É tempo de ir juntando vozes e vontades para que este (des)governo rápidamente se vá....

Anónimo disse...

Sim, este devia ir mas... e para quê para voltar o dos outros corruptos dos robalos, sucatas, Freeportes e por aí adiante?
Infelizmente não temos alternativas credíveis.
Mas no essencial concordo com o Carlos, exige-se uma viragem nas políticas mas com outros políticos.

Rui Namorado disse...

A direita lançou uma subtil campanha, desde há uns anos a esta parte, para tentar relativizar o que sem isso lhe podia sair politicamente muito caro. Assim, aproveitando a sua presença estrutural no aparelho de Estado, explorou circunstâncias marginais e fortuitas, para transformar pequenas bagatelas em escândalos politico-mediáticos.Vejamos.

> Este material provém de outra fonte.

//! ctxmapd — JSON-RPC server with per-request scopes
//!
//! Serves JSON-RPC 2.0 over HTTP. Each request is assigned a request handle,
//! gets a scope attached to that handle in a shared registry, and has the
//! scope removed when the request finishes.
//!
//! Usage:
//!   ctxmapd                              # Default port 7171
//!   ctxmapd --port 8080                  # Custom port
//!   ctxmapd --request-timeout-ms 2000    # Cancel requests after 2s
//!   ctxmapd --log-file                   # Log to ~/.ctxmap/logs/ctxmapd.log

use std::path::PathBuf;
use std::sync::Arc;
use std::time::Duration;

use anyhow::Context;
use clap::Parser;
use ctxmap_server::{ScopeRegistry, ScopeService, Server, TimingMiddleware};
use ctxmap_transport::{TransportConfig, TransportServer};
use tracing::info;
use tracing_subscriber::EnvFilter;
use tracing_subscriber::fmt::writer::BoxMakeWriter;

#[derive(Parser, Debug)]
#[command(name = "ctxmapd", about = "ctxmapd — JSON-RPC server with per-request scopes")]
struct Cli {
    /// Port to listen on (0 for OS-assigned)
    #[arg(long, default_value = "7171")]
    port: u16,

    /// Hostname to bind to
    #[arg(long, default_value = "127.0.0.1")]
    hostname: String,

    /// Enable permissive CORS
    #[arg(long)]
    cors: bool,

    /// Cancel requests that run longer than this many milliseconds
    #[arg(long)]
    request_timeout_ms: Option<u64>,

    /// Enable verbose logging
    #[arg(long)]
    verbose: bool,

    /// Emit logs as JSON lines
    #[arg(long)]
    json_logs: bool,

    /// Write logs to a file (defaults to ~/.ctxmap/logs/ctxmapd.log if no path given)
    #[arg(long, default_missing_value = "DEFAULT", num_args = 0..=1)]
    log_file: Option<String>,
}

fn init_tracing(cli: &Cli) -> anyhow::Result<()> {
    let filter = EnvFilter::try_from_default_env().unwrap_or_else(|_| {
        if cli.verbose {
            EnvFilter::new("debug")
        } else {
            EnvFilter::new("info")
        }
    });

    let (writer, ansi) = match cli.log_file.as_deref() {
        Some(log_file_arg) => {
            let log_path = if log_file_arg == "DEFAULT" {
                let home = std::env::var("HOME").unwrap_or_else(|_| "/tmp".into());
                PathBuf::from(home).join(".ctxmap/logs/ctxmapd.log")
            } else {
                PathBuf::from(log_file_arg)
            };

            if let Some(parent) = log_path.parent() {
                std::fs::create_dir_all(parent)
                    .with_context(|| format!("Failed to create log directory {}", parent.display()))?;
            }

            let file = std::fs::OpenOptions::new()
                .create(true)
                .append(true)
                .open(&log_path)
                .with_context(|| format!("Failed to open log file {}", log_path.display()))?;

            eprintln!("Logging to {}", log_path.display());
            (BoxMakeWriter::new(std::sync::Mutex::new(file)), false)
        }
        None => (BoxMakeWriter::new(std::io::stderr), true),
    };

    let builder = tracing_subscriber::fmt()
        .with_env_filter(filter)
        .with_writer(writer)
        .with_ansi(ansi);

    if cli.json_logs {
        builder.json().init();
    } else {
        builder.init();
    }
    Ok(())
}

#[tokio::main]
async fn main() -> anyhow::Result<()> {
    let cli = Cli::parse();
    init_tracing(&cli)?;

    // One registry for the whole process, shared by the server (which
    // attaches scopes) and the transport (which clears them).
    let registry = Arc::new(ScopeRegistry::new());

    let mut server = Server::new(registry.clone());
    if let Some(ms) = cli.request_timeout_ms {
        server = server.with_request_timeout(Duration::from_millis(ms));
    }
    server.register_service(ScopeService::new(registry.clone()));
    server.add_middleware(TimingMiddleware::new(registry.clone()));

    server
        .initialize()
        .await
        .map_err(|e| anyhow::anyhow!("Failed to initialize services: {e}"))?;
    let server = Arc::new(server);

    let transport_config = TransportConfig {
        port: cli.port,
        hostname: cli.hostname.clone(),
        enable_cors: cli.cors,
        verbose_logging: cli.verbose,
    };

    let mut transport = TransportServer::start(transport_config, server.clone(), registry.clone())
        .await
        .context("Failed to start transport")?;

    println!();
    println!("  ctxmapd ready");
    println!("  RPC:     http://{}:{}/rpc", cli.hostname, transport.port());
    println!("  Health:  http://{}:{}/health", cli.hostname, transport.port());
    if let Some(ms) = cli.request_timeout_ms {
        println!("  Timeout: {ms}ms");
    }
    println!();

    tokio::signal::ctrl_c().await.context("Failed to listen for Ctrl-C")?;
    info!("Received Ctrl-C, shutting down");

    transport.stop().await;
    server.shutdown().await;
    Ok(())
}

1. Freeport – alguma coisa foi apurada em desfavor do Sócrates desde então? Foi constituído arguido? Foi ouvido sequer judicialmente ?

2. Robalo e sucatas – há alguém da direcção nacional do PS envolvido no processo quealiás ainda está a decorrer? Que relevo tiveram as posições ocupadas no passado dentro do PS por qualquer dos réus?

Em contrapartida, um antigo líder parlamentar do PSD está preso; um antigo secretário-geral do PSD foi judicialmente envolvido num escândalo bancário tendo sido obrigado a demitir-se do Conselho de Estado; um antigo responsável pela área fiscal num governo do PSD, liderado pelo actual PR, esteve preso pela mesma fraude bancária praticada num banco por ele presidido, continuando em marcha o respectivo processo.

A táctica é simples: pôr tudo no mesmo saco como se houvesse similitude entre o que se imputa aos do PS e aos do PSD. Isto, para já não falar em submarinos e sobreiros, especialidades do outro parceiro da actual coligação.

Que haja gente de esquerda que faça ecoar esta ronha da direita é que me parece estranho.

Anónimo disse...

Naturalmente estamos de acordo, mas o passado também conta ao contrário do que se diz por aí.

Que fizeram os governos ditos de esquerda com mistura de membros poderosos da direita e centro nestes anos passados?

Foi o trabalho,(não interessa se classe operária se todos os trabalhadores, beneficiado por essas governações?

Ao PS tem faltado uma governação de esquerda e não uma miscelânia facturadora das mais valias que ao trabalho tem sido tirado.

Mais uma vez reitero a possibilidade de a esquerda toda ela, unirem-se no essencial para a tomada do Podere, Poder mesmo!
Com o devido respeito.
Adelino Silva.

Rui Namorado disse...

Sobre as políticas concretas, as opiniões podem divergir, com naturalidade. Não vejo nisso nada de mal. Aliás, isso acontece entre os próprios membros do PS.

No meu caso, por exemplo, em várias instâncias(interiores e exteriores ao PS) nunca deixei de dizer o que achava dever dizer, sobre o que ia estando em causa.Muitas vezes criticando, muitas vezes apoiando.

Mas procurei sempre distinguir o que é exercer uma crítica exigente, mas honesta, do alinhamento com as campanhas miseráveis que a direita fez contra os governos do PS.

No entanto, indo além deste plano de abordagem,ao longo dos anos, fui reforçando a opinião de que um governo de esquerda, sempre condicionado pelo sistema capitalista, só tem condições para ser fiel à sua identidade,se para além de outros factores, dispuser de uma sociedade mobilizada em consonância com os objectivos da sua governação.

De facto,as alavancas do Estado são primordiais, mas insuficientes, quando quem delas dispuser for um Governo de esquerda que queira fazer uma política de esquerda.

Ou seja, à superfície atacam-se sintomas, em profundidade ataca-se a doença. E se agir em face dos sintomas já não é simples, curar a doença é uma tarefa histórica tão difícil que até agora não foi conseguida duravelmente por ninguém.